== Segment start ==
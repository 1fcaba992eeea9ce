use thiserror::Error;

use crate::models::Role;

/// Domain failures surfaced to the caller. Storage and I/O problems travel as
/// plain `anyhow` errors; these can be recovered with `downcast_ref`.
#[derive(Error, Debug, PartialEq, Eq)]
pub enum AppError {
    #[error("invalid session: {0}")]
    InvalidSession(String),
    #[error("not a member of workspace {0}")]
    NotMember(i64),
    #[error("{role} role cannot {action} in workspace {workspace_id}")]
    Forbidden {
        workspace_id: i64,
        role: Role,
        action: &'static str,
    },
    #[error("{kind} {id} not found")]
    NotFound { kind: &'static str, id: i64 },
    #[error("{0}")]
    Validation(String),
    #[error("workspace {0} must keep at least one owner")]
    LastOwner(i64),
}

impl AppError {
    pub fn validation(msg: impl Into<String>) -> Self {
        Self::Validation(msg.into())
    }
}
use anyhow::{Context, Result};
use chrono::{DateTime, NaiveDate, Utc};
use rusqlite::{params, OptionalExtension, Row};

use super::{date_col, decimal_col, enum_col, fmt_date, opt_date_col, opt_timestamp_col, Database};
use crate::models::*;
use crate::recurring::{LedgerStore, TemplateStore};

const RECURRING_COLUMNS: &str = "id, workspace_id, name, category_id, kind, amount, currency,
     frequency, start_date, end_date, next_due_date, last_processed_at, is_active, notes, created_at, completed_at";

fn recurring_from_row(row: &Row<'_>) -> rusqlite::Result<RecurringTransaction> {
    Ok(RecurringTransaction {
        id: Some(row.get(0)?),
        workspace_id: row.get(1)?,
        name: row.get(2)?,
        category_id: row.get(3)?,
        kind: enum_col(row, 4, TxnKind::parse)?,
        amount: decimal_col(row, 5)?,
        currency: row.get(6)?,
        frequency: enum_col(row, 7, Frequency::parse)?,
        start_date: date_col(row, 8)?,
        end_date: opt_date_col(row, 9)?,
        next_due_date: date_col(row, 10)?,
        last_processed_at: opt_timestamp_col(row, 11)?,
        is_active: row.get(12)?,
        notes: row.get(13)?,
        created_at: row.get(14)?,
        completed_at: opt_timestamp_col(row, 15)?,
    })
}

impl Database {
    // ── Recurring templates ───────────────────────────────────

    pub(crate) fn insert_recurring(&self, template: &RecurringTransaction) -> Result<i64> {
        self.conn.execute(
            "INSERT INTO recurring_transactions (workspace_id, name, category_id, kind, amount, currency,
                 frequency, start_date, end_date, next_due_date, last_processed_at, is_active, notes, created_at, completed_at)
             VALUES (?1, ?2, ?3, ?4, ?5, ?6, ?7, ?8, ?9, ?10, ?11, ?12, ?13, ?14, ?15)",
            params![
                template.workspace_id,
                template.name,
                template.category_id,
                template.kind.as_str(),
                template.amount.to_string(),
                template.currency,
                template.frequency.as_str(),
                fmt_date(template.start_date),
                template.end_date.map(fmt_date),
                fmt_date(template.next_due_date),
                template.last_processed_at.map(|t| t.to_rfc3339()),
                template.is_active,
                template.notes,
                template.created_at,
                template.completed_at.map(|t| t.to_rfc3339()),
            ],
        )?;
        Ok(self.conn.last_insert_rowid())
    }

    pub(crate) fn get_recurring(&self, id: i64) -> Result<Option<RecurringTransaction>> {
        Ok(self
            .conn
            .query_row(
                &format!("SELECT {RECURRING_COLUMNS} FROM recurring_transactions WHERE id = ?1"),
                params![id],
                recurring_from_row,
            )
            .optional()?)
    }

    /// Active templates first, then by next due date.
    pub(crate) fn get_recurring_list(&self, workspace_id: i64) -> Result<Vec<RecurringTransaction>> {
        let mut stmt = self.conn.prepare(&format!(
            "SELECT {RECURRING_COLUMNS} FROM recurring_transactions
             WHERE workspace_id = ?1
             ORDER BY is_active DESC, next_due_date, name"
        ))?;
        let rows = stmt.query_map(params![workspace_id], recurring_from_row)?;
        Ok(rows.collect::<std::result::Result<Vec<_>, _>>()?)
    }

    pub(crate) fn set_recurring_active(&self, id: i64, active: bool) -> Result<()> {
        self.conn.execute(
            "UPDATE recurring_transactions SET is_active = ?1 WHERE id = ?2",
            params![active, id],
        )?;
        Ok(())
    }

    pub(crate) fn delete_recurring(&self, id: i64) -> Result<()> {
        self.conn.execute(
            "DELETE FROM recurring_transactions WHERE id = ?1",
            params![id],
        )?;
        Ok(())
    }
}

impl TemplateStore for Database {
    fn list_active_due_before(
        &self,
        workspace_id: i64,
        today: NaiveDate,
    ) -> Result<Vec<RecurringTransaction>> {
        let mut stmt = self.conn.prepare(&format!(
            "SELECT {RECURRING_COLUMNS} FROM recurring_transactions
             WHERE workspace_id = ?1 AND is_active = 1 AND completed_at IS NULL
               AND next_due_date <= ?2
             ORDER BY next_due_date, id"
        ))?;
        let rows = stmt.query_map(params![workspace_id, fmt_date(today)], recurring_from_row)?;
        Ok(rows.collect::<std::result::Result<Vec<_>, _>>()?)
    }

    fn advance(
        &self,
        template_id: i64,
        next_due_date: NaiveDate,
        last_processed_at: DateTime<Utc>,
    ) -> Result<()> {
        let changed = self.conn.execute(
            "UPDATE recurring_transactions SET next_due_date = ?1, last_processed_at = ?2 WHERE id = ?3",
            params![
                fmt_date(next_due_date),
                last_processed_at.to_rfc3339(),
                template_id
            ],
        )?;
        if changed == 0 {
            anyhow::bail!("Recurring template {template_id} no longer exists");
        }
        Ok(())
    }

    fn deactivate(&self, template_id: i64, last_processed_at: DateTime<Utc>) -> Result<()> {
        let changed = self.conn.execute(
            "UPDATE recurring_transactions
             SET is_active = 0, last_processed_at = ?1, completed_at = ?1
             WHERE id = ?2",
            params![last_processed_at.to_rfc3339(), template_id],
        )?;
        if changed == 0 {
            anyhow::bail!("Recurring template {template_id} no longer exists");
        }
        Ok(())
    }
}

impl LedgerStore for Database {
    fn append(&self, txn: &Transaction) -> Result<Transaction> {
        let id = self.insert_transaction(txn)?;
        self.get_transaction(id)?
            .with_context(|| format!("Transaction {id} vanished after insert"))
    }
}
== Segment end ==
__Problem description__
Which lines of the records above contain the word "static"? Copy each of them.

__Result of the exercise__
        action: &'static str,
    NotFound { kind: &'static str, id: i64 },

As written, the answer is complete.